5. Photon Performance

Initially, five types of insertion devices (IDs), which include in-vacuum undulators (IVU), multiple wigglers (MPW), APPLE-II type elliptically polarized undulators (EPUs), superconducting (SC) wigglers, and SC undulators, will be adopted to cover the whole energy range from extreme-ultraviolet (EUV) to hard X-ray. The typical parameters of these IDs are summarized in

Table 3. Typical parameters of planed IDs.

ID Type	Period (mm)	Number Periods	Max B(T)
IVU	22	190	1.15
MPW	100	13	1.6
Apple-II (EUV)	75	53	1.08
Apple-II (SX *)	56	71	0.44
SC wiggler	48	22	4.2
SC undulator	10	116	2.0

* SX: soft X-ray.

. Brilliances of these IDs, calculated using the code SPECTRA [35], are shown in Figure 11. The brilliance of third-generation storage rings is typically in the order of 10²⁰ ph/s/mm²/mrad²/0.1%BW, and the brilliance of the DLSR is normally in the order of 10²² ph/s/mm²/mrad²/0.1%BW. From Figure 11, it can be seen that the design in this paper can reach the 10²¹ ph/s/mm²/mrad²/0.1%BW, which is between the third-generation storage rings and the DLSRs.

6. Discussions and Conclusions

Most DLSRs, in operation, under construction, or in the planning phase, that adopt a hybrid MBA or HOA MBA structure normally require magnets with very high magnetic field strength. Although stronger focusing can reduce the emittance of the electron beam and thus increase the brilliance of X-rays, it inevitably reduces the aperture of the vacuum chamber, which is not favorable for achieving high current operation. Furthermore, the DA and MA of the MBA lattice are generally small, which poses great challenges to the beam injection and Touschek lifetime.

Based on the emerging DDBA lattice structure, the design of very compact intermediate-energy storage ring light sources to fill the gap between the third-generation and fourth-generation light sources in China is given, to serve as a dedicated X-ray light source for the materials research in SZLab, a newly established research institute in Suzhou, China.

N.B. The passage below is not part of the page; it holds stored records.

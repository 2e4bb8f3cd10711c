//! isotone-automation: rule validation and incremental analysis for Isotone projects.
//!
//! The crate keeps a project's automation honest between runs:
//!
//! - **Rules** are declarative YAML units (priority, context, conditions,
//!   dependencies, path patterns, actions). The engine validates them through
//!   five gates and evaluates them against run-time data.
//! - **Cache** tracks a cheap `(size, mtime)` checksum per file so each task
//!   only re-examines what changed since it last completed.
//! - **State** records every task execution and arbitrary key/value state in
//!   one SQLite database, and degrades to memory when the database is
//!   unreachable.
//! - **Analyzers** run ordered named checks and replay cached verdicts for
//!   inputs that did not change.
//!
//! # Layout
//!
//! - [`core`]: errors, config, store, broker, schemas, output helpers
//! - [`plugins`]: rules, cache, state, analyzers, task runner
//!
//! # Examples
//!
//! ```bash
//! isotone-automation validate
//! isotone-automation rules export --format markdown
//! isotone-automation check hooks
//! isotone-automation status --format json
//! ```

mod cli;
pub mod core;
pub mod plugins;

use crate::cli::{Cli, Command, RulesCommand};
use crate::core::{config::AutomationConfig, error, store::Store};
use crate::plugins::{
    cache::{self, CacheManager},
    rule_export::ExportFormat,
    rules::RuleEngine,
    runner::{self, TaskRunner},
    state::{self, AutomationStatus, StateManager, StoreHealth},
};

use clap::Parser;
use std::fs;

pub fn run() -> Result<(), error::AutomationError> {
    let cli = Cli::parse();
    let project_root = match cli.root {
        Some(root) => root,
        None => std::env::current_dir()?,
    };
    let config = AutomationConfig::load(&project_root)?;
    let store = Store::from_config(&project_root, &config);

    match cli.command {
        Command::Validate(format) => {
            let engine = RuleEngine::load(&store, &config);
            let report = engine.run_validation();
            if format.is_json() {
                println!("{}", serde_json::to_string_pretty(&report)?);
            } else {
                println!("{}", report.render());
            }
            if !report.is_valid() {
                return Err(error::AutomationError::ValidationError(format!(
                    "{} rule violation(s)",
                    report.errors().count()
                )));
            }
        }
        Command::Rules(rules_cli) => {
            let engine = RuleEngine::load(&store, &config);
            match rules_cli.command {
                RulesCommand::List { context } => {
                    for rule in engine.rules_for_context(&context) {
                        println!(
                            "{:>4}  {:<32} {}{}",
                            rule.effective_priority(),
                            rule.name,
                            rule.category,
                            if rule.enabled { "" } else { " (disabled)" }
                        );
                    }
                }
                RulesCommand::Export { format, output } => {
                    let rendered = engine.export_rules(format.parse::<ExportFormat>()?)?;
                    match output {
                        Some(path) => {
                            fs::write(&path, rendered)?;
                            println!("rules: exported to {}", path.display());
                        }
                        None => print!("{}", rendered),
                    }
                }
                RulesCommand::Apply { context, data } => {
                    let data = state::parse_loose_json(&data);
                    let state = StateManager::open(&store, config.health.clone());
                    let outcome = runner::apply_rules_recorded(&engine, &state, &context, &data);
                    println!("{}", serde_json::to_string_pretty(&outcome)?);
                }
            }
        }
        Command::Check {
            task,
            force,
            format,
        } => {
            let mut cache = CacheManager::open(&store, config.tasks.clone());
            let mut state = StateManager::open(&store, config.health.clone());
            let outcome = TaskRunner::new(&store, &config, &mut cache, &mut state).run(&task, force)?;
            if format.is_json() {
                println!("{}", serde_json::to_string_pretty(&outcome)?);
            } else {
                println!("{}", outcome.rendered);
            }
            if !outcome.success() {
                return Err(error::AutomationError::ValidationError(format!(
                    "task '{}' reported {} error(s)",
                    task,
                    outcome.report.errors.len()
                )));
            }
        }
        Command::Status(format) => {
            let status = StateManager::open(&store, config.health.clone()).get_status();
            if format.is_json() {
                println!("{}", serde_json::to_string_pretty(&status)?);
            } else {
                print_status(&status);
            }
        }
        Command::State(state_cli) => {
            state::run_state_cli(&store, config.health.clone(), state_cli)?;
        }
        Command::Cache(cache_cli) => {
            cache::run_cache_cli(&store, config.tasks.clone(), cache_cli)?;
        }
        Command::Cleanup { days } => {
            let removed = StateManager::open(&store, config.health.clone()).cleanup(days);
            println!("cleanup: removed {} execution record(s) older than {} day(s)", removed, days);
        }
        Command::Reap { older_than } => {
            let reaped =
                StateManager::open(&store, config.health.clone()).reap_stale_executions(older_than);
            println!("reap: marked {} stale execution(s) as abandoned", reaped);
        }
    }
    Ok(())
}

fn print_status(status: &AutomationStatus) {
    use colored::Colorize;

    let store = match status.health.store {
        StoreHealth::Connected => "connected".bright_green(),
        StoreHealth::Unavailable => "unavailable".bright_red(),
    };
    println!("status: store {}", store);
    println!(
        "status: runs={} success_rate={:.1}% avg_time={:.2}s",
        status.stats.total, status.stats.success_rate, status.stats.average_time
    );
    for warning in &status.health.warnings {
        println!("  {} {}", "⚠️".yellow(), warning);
    }
    for exec in &status.recent_executions {
        println!(
            "  #{:<5} {:<10} {:<9} {}Z{}",
            exec.id,
            exec.task,
            exec.status.as_str(),
            exec.started_at,
            exec.execution_time
                .map(|t| format!(" ({:.2}s)", t))
                .unwrap_or_default()
        );
    }
}
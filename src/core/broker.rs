use crate::core::db;
use crate::core::error;
use rusqlite::Connection;
use std::path::{Path, PathBuf};
use tracing::{debug, warn};

/// The DB Broker is the thin interface every manager uses to reach the store.
///
/// It owns no connection between calls: each operation opens, runs, and drops
/// its own connection. There is no cross-process lock; rows are only ever
/// upserted or appended.
#[derive(Debug, Clone)]
pub struct DbBroker {
    db_path: PathBuf,
}

impl DbBroker {
    /// Open (and if needed create) the automation database under `data_dir`.
    ///
    /// Any failure comes back as [`error::AutomationError::StoreUnavailable`].
    pub fn open(data_dir: &Path) -> Result<Self, error::AutomationError> {
        Self::create(data_dir).map_err(|e| {
            error::AutomationError::StoreUnavailable(format!("{}: {}", data_dir.display(), e))
        })
    }

    fn create(data_dir: &Path) -> Result<Self, error::AutomationError> {
        std::fs::create_dir_all(data_dir)?;
        let db_path = db::automation_db_path(data_dir);
        let conn = db::db_connect(&db_path.to_string_lossy())?;
        db::initialize_automation_db(&conn)?;
        Ok(Self { db_path })
    }

    /// Like [`DbBroker::open`], but degrade to `None` instead of failing.
    ///
    /// Callers holding `None` run in memory-only mode.
    pub fn open_or_degrade(data_dir: &Path) -> Option<Self> {
        match Self::open(data_dir) {
            Ok(broker) => Some(broker),
            Err(e) => {
                warn!(
                    data_dir = %data_dir.display(),
                    error = %e,
                    "automation store unavailable, running in memory-only mode"
                );
                None
            }
        }
    }

    pub fn db_path(&self) -> &Path {
        &self.db_path
    }

    /// Execute a closure with a fresh connection to the automation DB.
    pub fn with_conn<F, R>(&self, op_name: &str, f: F) -> Result<R, error::AutomationError>
    where
        F: FnOnce(&Connection) -> Result<R, error::AutomationError>,
    {
        let conn = db::db_connect(&self.db_path.to_string_lossy())?;
        let result = f(&conn);
        let status = if result.is_ok() { "success" } else { "error" };
        debug!(op = op_name, status, "broker op");
        result
    }

    /// Cheap connectivity probe used by health reporting.
    pub fn ping(&self) -> bool {
        self.with_conn("broker.ping", |conn| {
            conn.query_row("SELECT 1", [], |row| row.get::<_, i64>(0))?;
            Ok(())
        })
        .is_ok()
    }
}
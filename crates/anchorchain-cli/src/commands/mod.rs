//! Subcommand implementations.

pub mod blocks;
pub mod events;
pub mod proof;
pub mod record;
pub mod seal;
pub mod status;
pub mod verify;
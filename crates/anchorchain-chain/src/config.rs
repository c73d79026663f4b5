use anchorchain_canonical::Timestamp;
use anchorchain_core::Difficulty;
use serde::{Deserialize, Serialize};

/// Creation time of the genesis block unless configured otherwise.
pub const DEFAULT_GENESIS_TIMESTAMP: &str = "2024-01-01T00:00:00.000Z";

/// Ledger-wide settings fixed for the lifetime of a chain.
#[derive(Debug, Clone, PartialEq, Eq, Serialize, Deserialize)]
pub struct LedgerConfig {
    /// Leading zero hex digits required of every block hash.
    pub difficulty: Difficulty,
    /// Timestamp written into the genesis block.
    pub genesis_timestamp: Timestamp,
}

impl LedgerConfig {
    /// Default configuration with a different difficulty.
    pub fn with_difficulty(difficulty: Difficulty) -> Self {
        Self {
            difficulty,
            ..Self::default()
        }
    }
}

impl Default for LedgerConfig {
    fn default() -> Self {
        Self {
            difficulty: Difficulty::default(),
            genesis_timestamp: Timestamp::parse(DEFAULT_GENESIS_TIMESTAMP)
                .expect("default genesis timestamp is valid"),
        }
    }
}
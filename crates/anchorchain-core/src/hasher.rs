use anchorchain_canonical::{canonical_bytes, merkle_root_of_leaves, sha256_hex, Digest};

use crate::errors::CoreError;
use crate::events::VerificationEvent;

/// SHA-256 of the event's canonical JSON bytes.
pub fn event_digest(event: &VerificationEvent) -> Result<Digest, CoreError> {
    Ok(sha256_hex(canonical_bytes(event)?))
}

/// Merkle root over an ordered event set.
///
/// Leaves are [`event_digest`]s in sequence order; an empty set yields
/// `sha256("GENESIS")`.
pub fn merkle_root(events: &[VerificationEvent]) -> Result<Digest, CoreError> {
    let leaves = events
        .iter()
        .map(event_digest)
        .collect::<Result<Vec<_>, _>>()?;
    Ok(merkle_root_of_leaves(leaves))
}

By using advanced insertion device technologies, which include IVU, MPW, APPLE-II type EPUs, SC wigglers, and SC undulators, we are expecting high photon performances to fulfill the diverse requirements of most users from the material science communities, e.g., structural materials, energy materials, information and communication technology materials, and some frontier functional materials, to name a few.